Recent Scams Article: Shortened URLs Are a Sneaky Shortcut
Most email clients have filters in place to flag suspicious-looking emails. Unfortunately, cybercriminals always find new ways to bypass these filters. In a new scam, cybercriminals use shortened LinkedIn URLs to sneak into your inbox.
When someone makes a LinkedIn post that contains a URL, the URL will be automatically shortened if it's longer than 26 characters. A shortened LinkedIn URL starts with “lnkd.in” followed by a random string of characters. This feature allows cybercriminals to convert a malicious URL to a shortened LinkedIn URL. Once they have the shortened URL, cybercriminals add it to a phishing email as a link. If you click on the link, you are redirected through multiple websites until you land on the cybercriminals’ malicious, credentials-stealing webpage.

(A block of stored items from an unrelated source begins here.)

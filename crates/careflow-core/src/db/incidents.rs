//! Incident database operations.
//!
//! All mutation goes through a single conditional statement keyed on the
//! incident's current status; a write that finds a different status changes
//! nothing and reports zero rows.

use rusqlite::{params, params_from_iter, OptionalExtension};

use super::{Database, DbError, DbResult};
use crate::models::{Incident, IncidentOrdering, IncidentReport, IncidentStatus};

/// Side fields applied together with a status change. `None` leaves the
/// stored value untouched.
#[derive(Debug, Clone, Default)]
pub struct IncidentUpdate {
    pub dispatcher_id: Option<String>,
    pub ambulance_id: Option<String>,
    pub transport_started_at: Option<String>,
    pub arrived_at: Option<String>,
    pub cancel_reason: Option<String>,
}

impl Database {
    /// Insert a freshly reported incident and return its assigned number.
    /// The number is computed inside the statement, so concurrent reports
    /// from separate connections still get distinct sequential numbers.
    pub fn insert_incident(
        &self,
        id: &str,
        report: &IncidentReport,
        reported_at: &str,
    ) -> DbResult<i64> {
        self.conn.execute(
            r#"
            INSERT INTO incidents (
                id, incident_number, status, location, reporter_contact,
                nature, reported_at, updated_at
            ) VALUES (
                ?1,
                (SELECT COALESCE(MAX(incident_number), 0) + 1 FROM incidents),
                ?2, ?3, ?4, ?5, ?6, ?6
            )
            "#,
            params![
                id,
                IncidentStatus::Reported.as_str(),
                report.location,
                report.reporter_contact,
                report.nature,
                reported_at,
            ],
        )?;

        let number = self.conn.query_row(
            "SELECT incident_number FROM incidents WHERE id = ?",
            [id],
            |row| row.get(0),
        )?;
        Ok(number)
    }

    /// Get an incident by ID.
    pub fn get_incident(&self, id: &str) -> DbResult<Option<Incident>> {
        self.conn
            .query_row(
                r#"
                SELECT id, incident_number, status, location, reporter_contact,
                       nature, dispatcher_id, ambulance_id, reported_at,
                       transport_started_at, arrived_at, cancel_reason, updated_at
                FROM incidents
                WHERE id = ?
                "#,
                [id],
                map_incident_row,
            )
            .optional()?
            .map(|row| row.try_into())
            .transpose()
    }

    /// Conditional status update: applies only if the stored status equals
    /// `expected`, writing the side fields in the same statement. Returns
    /// whether a row was changed.
    pub fn update_incident_status(
        &self,
        id: &str,
        expected: IncidentStatus,
        target: IncidentStatus,
        fields: &IncidentUpdate,
        updated_at: &str,
    ) -> DbResult<bool> {
        let rows_affected = self.conn.execute(
            r#"
            UPDATE incidents SET
                status = ?3,
                dispatcher_id = COALESCE(?4, dispatcher_id),
                ambulance_id = COALESCE(?5, ambulance_id),
                transport_started_at = COALESCE(?6, transport_started_at),
                arrived_at = COALESCE(?7, arrived_at),
                cancel_reason = COALESCE(?8, cancel_reason),
                updated_at = ?9
            WHERE id = ?1 AND status = ?2
            "#,
            params![
                id,
                expected.as_str(),
                target.as_str(),
                fields.dispatcher_id,
                fields.ambulance_id,
                fields.transport_started_at,
                fields.arrived_at,
                fields.cancel_reason,
                updated_at,
            ],
        )?;
        Ok(rows_affected > 0)
    }

    /// List incidents whose status is in the given set, in the requested
    /// order. An empty status set yields an empty list.
    pub fn list_incidents_by_status(
        &self,
        statuses: &[IncidentStatus],
        ordering: IncidentOrdering,
    ) -> DbResult<Vec<Incident>> {
        if statuses.is_empty() {
            return Ok(Vec::new());
        }

        let placeholders = vec!["?"; statuses.len()].join(", ");
        let order_clause = match ordering {
            IncidentOrdering::ReportedDesc => "reported_at DESC, incident_number DESC",
            IncidentOrdering::TransportAsc => "transport_started_at ASC, incident_number ASC",
        };
        let sql = format!(
            r#"
            SELECT id, incident_number, status, location, reporter_contact,
                   nature, dispatcher_id, ambulance_id, reported_at,
                   transport_started_at, arrived_at, cancel_reason, updated_at
            FROM incidents
            WHERE status IN ({placeholders})
            ORDER BY {order_clause}
            "#
        );

        let mut stmt = self.conn.prepare(&sql)?;
        let rows = stmt.query_map(
            params_from_iter(statuses.iter().map(|s| s.as_str())),
            map_incident_row,
        )?;

        let mut incidents = Vec::new();
        for row in rows {
            incidents.push(row?.try_into()?);
        }
        Ok(incidents)
    }
}

/// Intermediate row struct for database mapping.
struct IncidentRow {
    id: String,
    incident_number: i64,
    status: String,
    location: String,
    reporter_contact: String,
    nature: String,
    dispatcher_id: Option<String>,
    ambulance_id: Option<String>,
    reported_at: String,
    transport_started_at: Option<String>,
    arrived_at: Option<String>,
    cancel_reason: Option<String>,
    updated_at: String,
}

fn map_incident_row(row: &rusqlite::Row<'_>) -> rusqlite::Result<IncidentRow> {
    Ok(IncidentRow {
        id: row.get(0)?,
        incident_number: row.get(1)?,
        status: row.get(2)?,
        location: row.get(3)?,
        reporter_contact: row.get(4)?,
        nature: row.get(5)?,
        dispatcher_id: row.get(6)?,
        ambulance_id: row.get(7)?,
        reported_at: row.get(8)?,
        transport_started_at: row.get(9)?,
        arrived_at: row.get(10)?,
        cancel_reason: row.get(11)?,
        updated_at: row.get(12)?,
    })
}

impl TryFrom<IncidentRow> for Incident {
    type Error = DbError;

    fn try_from(row: IncidentRow) -> Result<Self, Self::Error> {
        let status = IncidentStatus::parse(&row.status)
            .ok_or_else(|| DbError::Constraint(format!("Unknown incident status: {}", row.status)))?;

        Ok(Incident {
            id: row.id,
            incident_number: row.incident_number,
            status,
            location: row.location,
            reporter_contact: row.reporter_contact,
            nature: row.nature,
            dispatcher_id: row.dispatcher_id,
            ambulance_id: row.ambulance_id,
            reported_at: row.reported_at,
            transport_started_at: row.transport_started_at,
            arrived_at: row.arrived_at,
            cancel_reason: row.cancel_reason,
            updated_at: row.updated_at,
        })
    }
}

Don’t fall for this trick! Remember the following tips:
- Never click on a link or download an attachment in an email that you were not expecting.
- If you think the email could be legitimate, contact the sender by phone call or text message to confirm that the link is safe.
- This type of attack isn’t exclusive to LinkedIn URLs. Other social media platforms, such as Twitter, also have URL shortening features. Always think before you click!
The KnowBe4 Security Team